T-lymphocyte colony formation of murine spleen cells in a one-stage micro agar culture.

A one-stage agar culture technique for stimulation of T-lymphocyte colony-forming units (TL-CFU) derived from murine spleen cells is described. The cultures are in glass capillaries in a volume of 30 microliter. Both, phytohemagglutinin (PHA) and concanavalin A (Con A) stimulate growth of TL-CFU. The technique does not require prestimulation of lymphocytes in liquid culture or addition of growth factor(s).

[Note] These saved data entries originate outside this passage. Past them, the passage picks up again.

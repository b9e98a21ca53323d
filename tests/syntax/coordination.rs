//! Integration tests for coordination realisation

use hanyu_foundation::{Feature, LexicalCategory, NodeId, Number};
use hanyu_tree::Tree;

use crate::realise;

fn owned_by_laoshi(tree: &mut Tree, head: &str) -> NodeId {
    let np = tree.noun_phrase(head);
    let laoshi = tree.word("老师", LexicalCategory::Noun);
    tree.set_feature(laoshi, Feature::Possessive, true);
    tree.add_specifier(np, laoshi).unwrap();
    np
}

fn one_of(tree: &mut Tree, head: &str) -> NodeId {
    let np = tree.noun_phrase(head);
    for (base, category) in [
        ("一", LexicalCategory::Numeral),
        ("个", LexicalCategory::Classifier),
    ] {
        let word = tree.word(base, category);
        tree.add_specifier(np, word).unwrap();
    }
    np
}

// =============================================================================
// Conjunctions
// =============================================================================

#[test]
fn test_conjunction_between_every_pair() {
    let mut tree = Tree::new();
    let dog = tree.noun_phrase("狗");
    let cat = tree.noun_phrase("猫");
    let bird = tree.noun_phrase("鸟");
    let all = tree.coordination(&[dog, cat, bird]);
    assert_eq!(realise(&mut tree, all), "狗 和 猫 和 鸟");
}

#[test]
fn test_custom_conjunction() {
    let mut tree = Tree::new();
    let dog = tree.noun_phrase("狗");
    let cat = tree.noun_phrase("猫");
    let either = tree.coordination(&[dog, cat]);
    tree.set_conjunction(either, "或者").unwrap();
    assert_eq!(realise(&mut tree, either), "狗 或者 猫");
}

#[test]
fn test_empty_conjunction() {
    let mut tree = Tree::new();
    let dog = tree.noun_phrase("狗");
    let cat = tree.noun_phrase("猫");
    let both = tree.coordination(&[dog, cat]);
    tree.set_conjunction(both, "").unwrap();
    assert_eq!(realise(&mut tree, both), "狗 猫");
}

#[test]
fn test_single_child() {
    let mut tree = Tree::new();
    let dog = tree.noun_phrase("狗");
    let only = tree.coordination(&[dog]);
    assert_eq!(realise(&mut tree, only), "狗");
}

#[test]
fn test_added_child() {
    let mut tree = Tree::new();
    let dog = tree.noun_phrase("狗");
    let cat = tree.noun_phrase("猫");
    let both = tree.coordination(&[dog]);
    tree.add_child(both, cat).unwrap();
    assert_eq!(realise(&mut tree, both), "狗 和 猫");
}

// =============================================================================
// Feature Inheritance
// =============================================================================

#[test]
fn test_possessive_marks_only_the_last_child() {
    let mut tree = Tree::new();
    let dog = tree.noun_phrase("狗");
    let cat = tree.noun_phrase("猫");
    let both = tree.coordination(&[dog, cat]);
    tree.set_feature(both, Feature::Possessive, true);
    assert_eq!(realise(&mut tree, both), "狗 和 猫 的");
}

#[test]
fn test_number_reaches_every_child() {
    let mut tree = Tree::new();
    let children = tree.noun_phrase("孩子");
    let friends = tree.noun_phrase("朋友");
    let both = tree.coordination(&[children, friends]);
    tree.set_feature(both, Feature::Number, Number::Plural);
    assert_eq!(realise(&mut tree, both), "孩子们 和 朋友们");
}

#[test]
fn test_negation_reaches_every_verb_phrase() {
    let mut tree = Tree::new();
    let eat = tree.verb_phrase("吃");
    let drink = tree.verb_phrase("喝");
    let both = tree.coordination(&[eat, drink]);
    tree.set_feature(both, Feature::Negated, true);
    assert_eq!(realise(&mut tree, both), "不 吃 和 不 喝");
}

#[test]
fn test_aggregated_auxiliary_appears_once() {
    let mut tree = Tree::new();
    let eat = tree.verb_phrase("吃");
    let drink = tree.verb_phrase("喝");
    let both = tree.coordination(&[eat, drink]);
    tree.set_feature(both, Feature::AggregateAuxiliary, true);
    tree.set_feature(both, Feature::Modal, "会");
    assert_eq!(realise(&mut tree, both), "会 吃 和 喝");
}

#[test]
fn test_modal_without_aggregation_repeats() {
    let mut tree = Tree::new();
    let eat = tree.verb_phrase("吃");
    let drink = tree.verb_phrase("喝");
    let both = tree.coordination(&[eat, drink]);
    tree.set_feature(both, Feature::Modal, "会");
    assert_eq!(realise(&mut tree, both), "会 吃 和 会 喝");
}

// =============================================================================
// Specifier Raising
// =============================================================================

#[test]
fn test_matching_possessors_are_raised() {
    let mut tree = Tree::new();
    let dog = owned_by_laoshi(&mut tree, "狗");
    let cat = owned_by_laoshi(&mut tree, "猫");
    let both = tree.coordination(&[dog, cat]);
    tree.set_feature(both, Feature::RaiseSpecifier, true);
    assert_eq!(realise(&mut tree, both), "老师 的 狗 和 猫");
}

#[test]
fn test_coordination_specifier_is_shared_then_raised() {
    let mut tree = Tree::new();
    let dog = tree.noun_phrase("狗");
    let cat = tree.noun_phrase("猫");
    let both = tree.coordination(&[dog, cat]);
    let laoshi = tree.word("老师", LexicalCategory::Noun);
    tree.set_feature(laoshi, Feature::Possessive, true);
    tree.add_specifier(both, laoshi).unwrap();
    assert_eq!(realise(&mut tree, both), "老师 的 狗 和 猫");
}

#[test]
fn test_mismatched_specifiers_stay() {
    let mut tree = Tree::new();
    let dog = owned_by_laoshi(&mut tree, "狗");
    let cat = tree.noun_phrase("猫");
    let both = tree.coordination(&[dog, cat]);
    tree.set_feature(both, Feature::RaiseSpecifier, true);
    realise(&mut tree, both);
    assert!(!tree.flag(cat, Feature::Raised));
}

#[test]
fn test_classifier_blocks_raising() {
    let mut tree = Tree::new();
    let man = one_of(&mut tree, "男人");
    let woman = one_of(&mut tree, "女人");
    let both = tree.coordination(&[man, woman]);
    tree.set_feature(both, Feature::RaiseSpecifier, true);
    assert_eq!(realise(&mut tree, both), "一 个 男人 和 一 个 女人");
}
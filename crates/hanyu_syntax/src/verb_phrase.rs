//! Verb phrase realisation.

use hanyu_foundation::{DiscourseFunction, Feature, InterrogativeType, NodeId};

use crate::realiser::Realiser;
use crate::verb_group::{self, VerbGroupContext, Voice};

pub(crate) fn realise(r: &mut Realiser, id: NodeId) -> NodeId {
    let Some(phrase) = r.tree().phrase(id).cloned() else {
        return r.tree_mut().realized(Vec::new());
    };
    let ctx = VerbGroupContext::capture(r, id);
    let (auxiliary, main) = verb_group::build(r, id, &ctx).into_segments();

    let mut items = Vec::new();

    if phrase.features.explicit_flag(Feature::RealiseAuxiliary) != Some(false) {
        for element in auxiliary {
            items.push(r.realise_as(element, DiscourseFunction::Auxiliary));
        }
    }

    for &modifier in &phrase.pre_modifiers {
        items.push(r.realise_as(modifier, DiscourseFunction::PreModifier));
        if r.tree().flag(modifier, Feature::Associative)
            && !r.tree().flag(modifier, Feature::NoLinkingParticle)
        {
            let de = r.config().adverbial_particle.clone();
            items.push(r.particle(&de));
        }
    }

    for element in main {
        items.push(r.realise(element));
    }

    items.extend(complements(r, &phrase.complements, &ctx));

    for &modifier in &phrase.post_modifiers {
        // 得 introduces every complement of degree, monosyllables included.
        if r.tree().flag(modifier, Feature::PreAssociative) {
            let de = r.config().complement_particle.clone();
            items.push(r.particle(&de));
        }
        items.push(r.realise_as(modifier, DiscourseFunction::PostModifier));
    }

    r.tree_mut().realized(items)
}

/// Realises complements: indirect objects first, then direct objects and
/// the rest. Passive and ba clauses have already placed the logical
/// object, so only indirect objects stay, unless the object is the
/// questioned "what".
fn complements(r: &mut Realiser, complements: &[NodeId], ctx: &VerbGroupContext) -> Vec<NodeId> {
    let mut indirect = Vec::new();
    let mut direct = Vec::new();
    let mut other = Vec::new();
    for &complement in complements {
        let function = r.features(complement).function();
        let out = r.realise_as(complement, DiscourseFunction::Complement);
        match function {
            Some(DiscourseFunction::IndirectObject) => indirect.push(out),
            Some(DiscourseFunction::Object) => direct.push(out),
            _ => other.push(out),
        }
    }
    let keep_objects = ctx.voice == Voice::Active
        || ctx.interrogative == Some(InterrogativeType::WhatObject);
    if keep_objects {
        indirect.extend(direct);
        indirect.extend(other);
    }
    indirect
}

The most important requirements for optimal colony growth are a low concentration of agar (less than 0.1%) and the appropriate number of seeded cells (60 X 10(3) per culture). This one-stage micro agar culture is economical and easily handled. Many cultures can be prepared and rapidly evaluated. The plating efficiency is about 10 colonies per 10(4) nucleated spleen cells. The T-cells character of the TL-CFU was demonstrated by treatment of the spleen cells with a monoclonal anti-Thy-1.2 antibody (anti-Thy-1.2) and complement before assaying for colony growth and also by staining the cells in the cultures with anti-Thy-1.2-FITC. Growth characteristics of TL-CFU indicate that cell interactions are operative during activation and proliferation. The nature of the cells cooperating in this system is discussed.